ASSIGNED TASK:
Reproduce each line from the first in the data through the line that contains "has no interface" exactly; give nothing else.

PROVIDED DATA:
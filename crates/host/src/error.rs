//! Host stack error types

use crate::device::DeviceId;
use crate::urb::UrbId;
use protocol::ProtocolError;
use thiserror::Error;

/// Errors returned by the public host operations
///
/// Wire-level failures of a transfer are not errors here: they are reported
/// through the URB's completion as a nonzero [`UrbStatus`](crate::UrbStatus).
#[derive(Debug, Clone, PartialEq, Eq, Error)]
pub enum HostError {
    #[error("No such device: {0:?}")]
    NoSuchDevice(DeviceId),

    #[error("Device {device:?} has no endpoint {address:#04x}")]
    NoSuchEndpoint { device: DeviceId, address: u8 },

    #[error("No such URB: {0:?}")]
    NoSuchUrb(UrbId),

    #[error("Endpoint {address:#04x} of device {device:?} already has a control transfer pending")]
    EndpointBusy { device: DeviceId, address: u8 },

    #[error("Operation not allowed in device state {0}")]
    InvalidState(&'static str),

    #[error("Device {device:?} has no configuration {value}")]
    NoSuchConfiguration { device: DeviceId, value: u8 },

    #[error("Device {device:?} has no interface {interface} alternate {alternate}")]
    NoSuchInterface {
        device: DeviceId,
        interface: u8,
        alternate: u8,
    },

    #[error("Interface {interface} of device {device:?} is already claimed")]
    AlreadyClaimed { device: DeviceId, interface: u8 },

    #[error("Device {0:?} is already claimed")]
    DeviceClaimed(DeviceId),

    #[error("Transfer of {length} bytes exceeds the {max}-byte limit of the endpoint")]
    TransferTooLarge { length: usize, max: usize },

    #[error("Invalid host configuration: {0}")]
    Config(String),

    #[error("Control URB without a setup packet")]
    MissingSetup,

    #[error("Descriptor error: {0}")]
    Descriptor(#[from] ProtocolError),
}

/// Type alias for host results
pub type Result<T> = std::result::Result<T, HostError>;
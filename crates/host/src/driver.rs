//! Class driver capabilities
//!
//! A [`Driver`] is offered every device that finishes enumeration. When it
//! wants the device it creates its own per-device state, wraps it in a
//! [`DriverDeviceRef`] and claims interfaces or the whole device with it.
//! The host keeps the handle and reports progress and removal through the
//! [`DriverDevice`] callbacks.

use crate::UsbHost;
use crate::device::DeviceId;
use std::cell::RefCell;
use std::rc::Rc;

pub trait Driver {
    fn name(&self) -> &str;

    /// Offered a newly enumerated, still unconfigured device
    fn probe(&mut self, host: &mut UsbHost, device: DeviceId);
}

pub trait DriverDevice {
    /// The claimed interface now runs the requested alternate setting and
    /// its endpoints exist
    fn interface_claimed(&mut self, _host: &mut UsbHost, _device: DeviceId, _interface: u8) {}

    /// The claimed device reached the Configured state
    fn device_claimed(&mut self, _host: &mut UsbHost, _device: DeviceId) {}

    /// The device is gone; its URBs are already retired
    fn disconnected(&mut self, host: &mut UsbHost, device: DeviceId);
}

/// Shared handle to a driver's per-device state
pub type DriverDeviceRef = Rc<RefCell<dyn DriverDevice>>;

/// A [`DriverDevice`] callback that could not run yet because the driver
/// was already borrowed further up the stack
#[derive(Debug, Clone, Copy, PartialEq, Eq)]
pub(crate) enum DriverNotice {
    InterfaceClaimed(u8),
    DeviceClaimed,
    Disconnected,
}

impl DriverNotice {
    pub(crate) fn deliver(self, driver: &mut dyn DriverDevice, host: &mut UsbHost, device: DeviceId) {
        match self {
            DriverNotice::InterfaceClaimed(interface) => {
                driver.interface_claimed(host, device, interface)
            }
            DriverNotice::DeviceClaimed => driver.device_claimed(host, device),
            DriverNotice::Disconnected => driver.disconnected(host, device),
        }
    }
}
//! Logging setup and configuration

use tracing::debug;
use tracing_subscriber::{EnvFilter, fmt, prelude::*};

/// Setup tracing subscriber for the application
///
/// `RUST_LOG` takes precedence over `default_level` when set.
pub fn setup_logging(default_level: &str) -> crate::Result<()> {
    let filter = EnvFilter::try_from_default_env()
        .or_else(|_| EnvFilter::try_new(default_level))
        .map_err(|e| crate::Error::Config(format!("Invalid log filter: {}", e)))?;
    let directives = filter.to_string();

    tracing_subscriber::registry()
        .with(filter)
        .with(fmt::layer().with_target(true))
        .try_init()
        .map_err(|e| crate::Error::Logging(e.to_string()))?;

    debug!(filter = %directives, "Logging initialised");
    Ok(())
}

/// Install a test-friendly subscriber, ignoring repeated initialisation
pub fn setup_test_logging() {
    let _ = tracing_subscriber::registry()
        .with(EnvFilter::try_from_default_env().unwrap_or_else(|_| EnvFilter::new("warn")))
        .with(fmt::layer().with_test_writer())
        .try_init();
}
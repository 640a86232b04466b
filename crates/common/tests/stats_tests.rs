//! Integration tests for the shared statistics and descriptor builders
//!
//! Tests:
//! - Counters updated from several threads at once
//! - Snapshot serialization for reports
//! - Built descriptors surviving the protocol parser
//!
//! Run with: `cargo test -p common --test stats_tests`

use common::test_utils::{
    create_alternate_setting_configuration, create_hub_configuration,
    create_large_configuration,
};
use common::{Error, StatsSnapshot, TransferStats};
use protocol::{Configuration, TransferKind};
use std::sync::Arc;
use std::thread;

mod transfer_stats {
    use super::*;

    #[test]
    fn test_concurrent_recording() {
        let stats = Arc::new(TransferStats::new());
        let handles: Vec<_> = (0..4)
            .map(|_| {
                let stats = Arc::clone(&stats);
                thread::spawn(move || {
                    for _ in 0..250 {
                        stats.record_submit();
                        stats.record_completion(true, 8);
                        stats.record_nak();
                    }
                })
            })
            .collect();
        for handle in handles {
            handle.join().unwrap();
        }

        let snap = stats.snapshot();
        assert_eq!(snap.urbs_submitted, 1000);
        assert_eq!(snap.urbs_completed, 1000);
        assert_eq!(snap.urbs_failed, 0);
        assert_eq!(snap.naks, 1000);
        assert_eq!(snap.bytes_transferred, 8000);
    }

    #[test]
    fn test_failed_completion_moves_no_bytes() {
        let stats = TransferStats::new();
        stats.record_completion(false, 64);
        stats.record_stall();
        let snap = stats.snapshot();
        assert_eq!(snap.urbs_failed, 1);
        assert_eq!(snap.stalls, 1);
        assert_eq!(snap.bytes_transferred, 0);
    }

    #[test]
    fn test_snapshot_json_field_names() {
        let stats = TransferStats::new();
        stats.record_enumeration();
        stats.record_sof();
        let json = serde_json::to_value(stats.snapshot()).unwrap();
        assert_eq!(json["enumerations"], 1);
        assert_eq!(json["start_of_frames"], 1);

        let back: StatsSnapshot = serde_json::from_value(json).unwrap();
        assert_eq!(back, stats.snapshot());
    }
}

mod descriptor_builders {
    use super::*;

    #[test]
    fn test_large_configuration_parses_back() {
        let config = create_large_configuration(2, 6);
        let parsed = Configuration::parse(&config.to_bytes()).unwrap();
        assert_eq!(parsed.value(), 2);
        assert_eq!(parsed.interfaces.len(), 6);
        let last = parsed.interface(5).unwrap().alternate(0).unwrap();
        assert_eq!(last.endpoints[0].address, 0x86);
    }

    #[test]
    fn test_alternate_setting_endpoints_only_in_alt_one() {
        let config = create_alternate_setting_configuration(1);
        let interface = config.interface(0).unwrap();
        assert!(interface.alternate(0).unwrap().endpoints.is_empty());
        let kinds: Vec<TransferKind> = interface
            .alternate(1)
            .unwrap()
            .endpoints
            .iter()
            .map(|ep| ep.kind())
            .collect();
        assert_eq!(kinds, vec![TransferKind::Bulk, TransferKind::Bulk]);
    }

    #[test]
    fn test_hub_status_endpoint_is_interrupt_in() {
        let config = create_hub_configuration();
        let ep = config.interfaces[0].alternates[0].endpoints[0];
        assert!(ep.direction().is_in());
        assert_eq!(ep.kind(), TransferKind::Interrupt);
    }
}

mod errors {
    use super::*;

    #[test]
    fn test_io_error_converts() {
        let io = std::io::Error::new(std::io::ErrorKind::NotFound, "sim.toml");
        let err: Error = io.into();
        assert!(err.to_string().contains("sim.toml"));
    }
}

WRITTEN RESPONSE:
filename crates/host/src/error.rs
//! Host stack error types

use crate::device::DeviceId;
use crate::urb::UrbId;
use protocol::ProtocolError;
use thiserror::Error;

/// Errors returned by the public host operations
///
/// Wire-level failures of a transfer are not errors here: they are reported
/// through the URB's completion as a nonzero [`UrbStatus`](crate::UrbStatus).
#[derive(Debug, Clone, PartialEq, Eq, Error)]
pub enum HostError {
    #[error("No such device: {0:?}")]
    NoSuchDevice(DeviceId),

    #[error("Device {device:?} has no endpoint {address:#04x}")]
    NoSuchEndpoint { device: DeviceId, address: u8 },

    #[error("No such URB: {0:?}")]
    NoSuchUrb(UrbId),

    #[error("Endpoint {address:#04x} of device {device:?} already has a control transfer pending")]
    EndpointBusy { device: DeviceId, address: u8 },

    #[error("Operation not allowed in device state {0}")]
    InvalidState(&'static str),

    #[error("Device {device:?} has no configuration {value}")]
    NoSuchConfiguration { device: DeviceId, value: u8 },

    #[error("Device {device:?} has no interface {interface} alternate {alternate}")]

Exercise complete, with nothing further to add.